To: "Stramigioli, S" <S.Stramigioli,AT,el,DOT,utwente,DOT,nl>
Subject: RE: Basics
From: Mark Cooke <mpc,AT,star,DOT,sr,DOT,bham,DOT,ac,DOT,uk>
Date: Wed, 24 Dec 2003 15:27:47 +0000
Cc: cipe-l,AT,inka,DOT,de
In-reply-to: <882B6F42BCB1D311BE9700104B40036672C9D2@ntrt2.el.utwente.nl>
References: <882B6F42BCB1D311BE9700104B40036672C9D2@ntrt2.el.utwente.nl>

Okay.

You shouldn't need gateway addresses for pinging to work.

Can you see any UDP traffic on port 9999 at all ?

Unix: run 'tcpdump -i eth0 port 9999' on each machine, and try pinging.

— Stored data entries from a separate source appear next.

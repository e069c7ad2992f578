//! Command-line surface: argument parsing, prompts, and rendered output.

pub mod io;
pub mod output;
pub mod table;

use clap::{Parser, Subcommand};

use crate::{
    errors::LedgerError,
    ledger::{LedgerStore, CURRENCY_SYMBOL},
};

#[derive(Parser)]
#[command(name = "ledger_cli")]
#[command(about = "Personal finance ledger backed by a flat CSV file")]
#[command(version)]
pub struct Cli {
    #[command(subcommand)]
    command: Option<Command>,
}

#[derive(Subcommand)]
pub enum Command {
    /// Record an income entry
    Deposit {
        /// Amount to deposit
        amount: f64,
        #[arg(short, long, default_value = "Income")]
        category: String,
    },
    /// Record an expense entry
    Withdraw {
        /// Amount to withdraw
        amount: f64,
        #[arg(short, long, default_value = "Expense")]
        category: String,
    },
    /// Edit the entry at the given ledger position
    Edit {
        /// 0-based position of the entry (shifts after deletions)
        ledger_id: usize,
    },
    /// Delete the entry at the given ledger position
    Delete {
        /// 0-based position of the entry (shifts after deletions)
        ledger_id: usize,
    },
    /// Show the balance summary and the entry table
    Display {
        /// Show the full table instead of the last five entries
        #[arg(short, long)]
        verbose: bool,
    },
}

/// Runs one parsed command against the ledger in the working directory.
pub fn run(cli: Cli) -> Result<(), LedgerError> {
    let mut store = LedgerStore::open_default()?;

    match cli.command {
        None => println!("{}", store.summary_text()),
        Some(Command::Deposit { amount, category }) => {
            let description = io::prompt_description()?;
            store.deposit(amount, description, &category)?;
            output::success(format!(
                "Recorded deposit of {CURRENCY_SYMBOL}{amount:.2} ({category})"
            ));
        }
        Some(Command::Withdraw { amount, category }) => {
            let description = io::prompt_description()?;
            store.withdraw(amount, description, &category)?;
            output::success(format!(
                "Recorded withdrawal of {CURRENCY_SYMBOL}{amount:.2} ({category})"
            ));
        }
        Some(Command::Edit { ledger_id }) => {
            let entry = store.select_entry(ledger_id)?.clone();
            output::info(entry.date_label());
            // The prompted side mirrors the side the entry already uses.
            let amount = if entry.deposit == 0.0 {
                io::prompt_amount("Withdrawal", entry.withdrawal)?
            } else if entry.withdrawal == 0.0 {
                io::prompt_amount("Deposit", entry.deposit)?
            } else {
                0.0
            };
            let description = io::prompt_text("Description", &entry.description)?;
            let category = io::prompt_text("Category", &entry.category)?;
            store.edit_entry(ledger_id, amount, description, category)?;
            let updated = store.select_entry(ledger_id)?;
            print!(
                "{}",
                table::render(ledger_id, std::slice::from_ref(updated))
            );
        }
        Some(Command::Delete { ledger_id }) => {
            if io::confirm(&format!("Delete entry {ledger_id}?"), false)? {
                store.delete_entry(ledger_id)?;
                output::success(format!("Deleted entry {ledger_id}"));
            } else {
                output::info("Nothing deleted");
            }
        }
        Some(Command::Display { verbose }) => {
            println!("{}", store.summary_text());
            let view = store.display(verbose);
            if view.is_empty() {
                output::info("The ledger is empty");
            } else {
                let offset = store.len() - view.len();
                print!("{}", table::render(offset, view));
            }
        }
    }
    Ok(())
}
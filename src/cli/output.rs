use std::fmt;

use colored::Colorize;

/// Print an informational message.
pub fn info(message: impl fmt::Display) {
    println!("{} {}", "[i]".cyan(), message);
}

/// Print a success message.
pub fn success(message: impl fmt::Display) {
    println!("{} {}", "[✓]".green(), message);
}

/// Print a warning message.
pub fn warning(message: impl fmt::Display) {
    println!("{} {}", "[!]".yellow(), message);
}

/// Print an error message to stderr.
pub fn error(message: impl fmt::Display) {
    eprintln!("{} {}", "[x]".red(), message);
}
use dialoguer::{theme::ColorfulTheme, Confirm, Input};

use crate::errors::LedgerError;

/// Prompt for a new entry's description, defaulting to "None".
pub fn prompt_description() -> Result<String, LedgerError> {
    prompt_text("Enter description", "None")
}

/// Prompt the user for free-form text, pre-filled with a default.
pub fn prompt_text(prompt: &str, default: &str) -> Result<String, LedgerError> {
    let value = Input::<String>::with_theme(&ColorfulTheme::default())
        .with_prompt(prompt)
        .default(default.to_string())
        .interact_text()?;
    Ok(value)
}

/// Prompt the user for an amount, pre-filled with a default.
pub fn prompt_amount(prompt: &str, default: f64) -> Result<f64, LedgerError> {
    let value = Input::<f64>::with_theme(&ColorfulTheme::default())
        .with_prompt(prompt)
        .default(default)
        .interact_text()?;
    Ok(value)
}

/// Prompt the user for confirmation with a yes/no question.
pub fn confirm(prompt: &str, default: bool) -> Result<bool, LedgerError> {
    let value = Confirm::with_theme(&ColorfulTheme::default())
        .with_prompt(prompt)
        .default(default)
        .interact()?;
    Ok(value)
}
//! Configuration loading from disk.

use std::fs;
use std::path::Path;

use thiserror::Error;

use crate::config::schema::RegistryConfig;
use crate::config::validation::{validate_config, ValidationError};

/// Error type for configuration loading.
#[derive(Debug, Error)]
pub enum ConfigError {
    #[error("IO error: {0}")]
    Io(#[source] std::io::Error),

    #[error("Parse error: {0}")]
    Parse(#[source] toml::de::Error),

    #[error("Validation failed: {}", join_errors(.0))]
    Validation(Vec<ValidationError>),
}

fn join_errors(errors: &[ValidationError]) -> String {
    errors
        .iter()
        .map(ToString::to_string)
        .collect::<Vec<_>>()
        .join(", ")
}

/// Parse and validate configuration from TOML text.
pub fn parse_config(content: &str) -> Result<RegistryConfig, ConfigError> {
    let config: RegistryConfig = toml::from_str(content).map_err(ConfigError::Parse)?;
    validate_config(&config).map_err(ConfigError::Validation)?;
    Ok(config)
}

/// Load and validate configuration from a TOML file.
pub fn load_config(path: &Path) -> Result<RegistryConfig, ConfigError> {
    let content = fs::read_to_string(path).map_err(ConfigError::Io)?;
    parse_config(&content)
}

Unix: cipcb module is installed ?  Look in /var/log/messages for hints.

Windows: <google for a net monitor, or install tiny firewall or similar>
and see if you can at least see the udp packets going back and forth.

Windows: The cipe (DWK heavy industries) service is started on both
machines as well as the cipe network interface being enabled ?

Windows: Do you have ICF turned on and is that blocking port 9999 ?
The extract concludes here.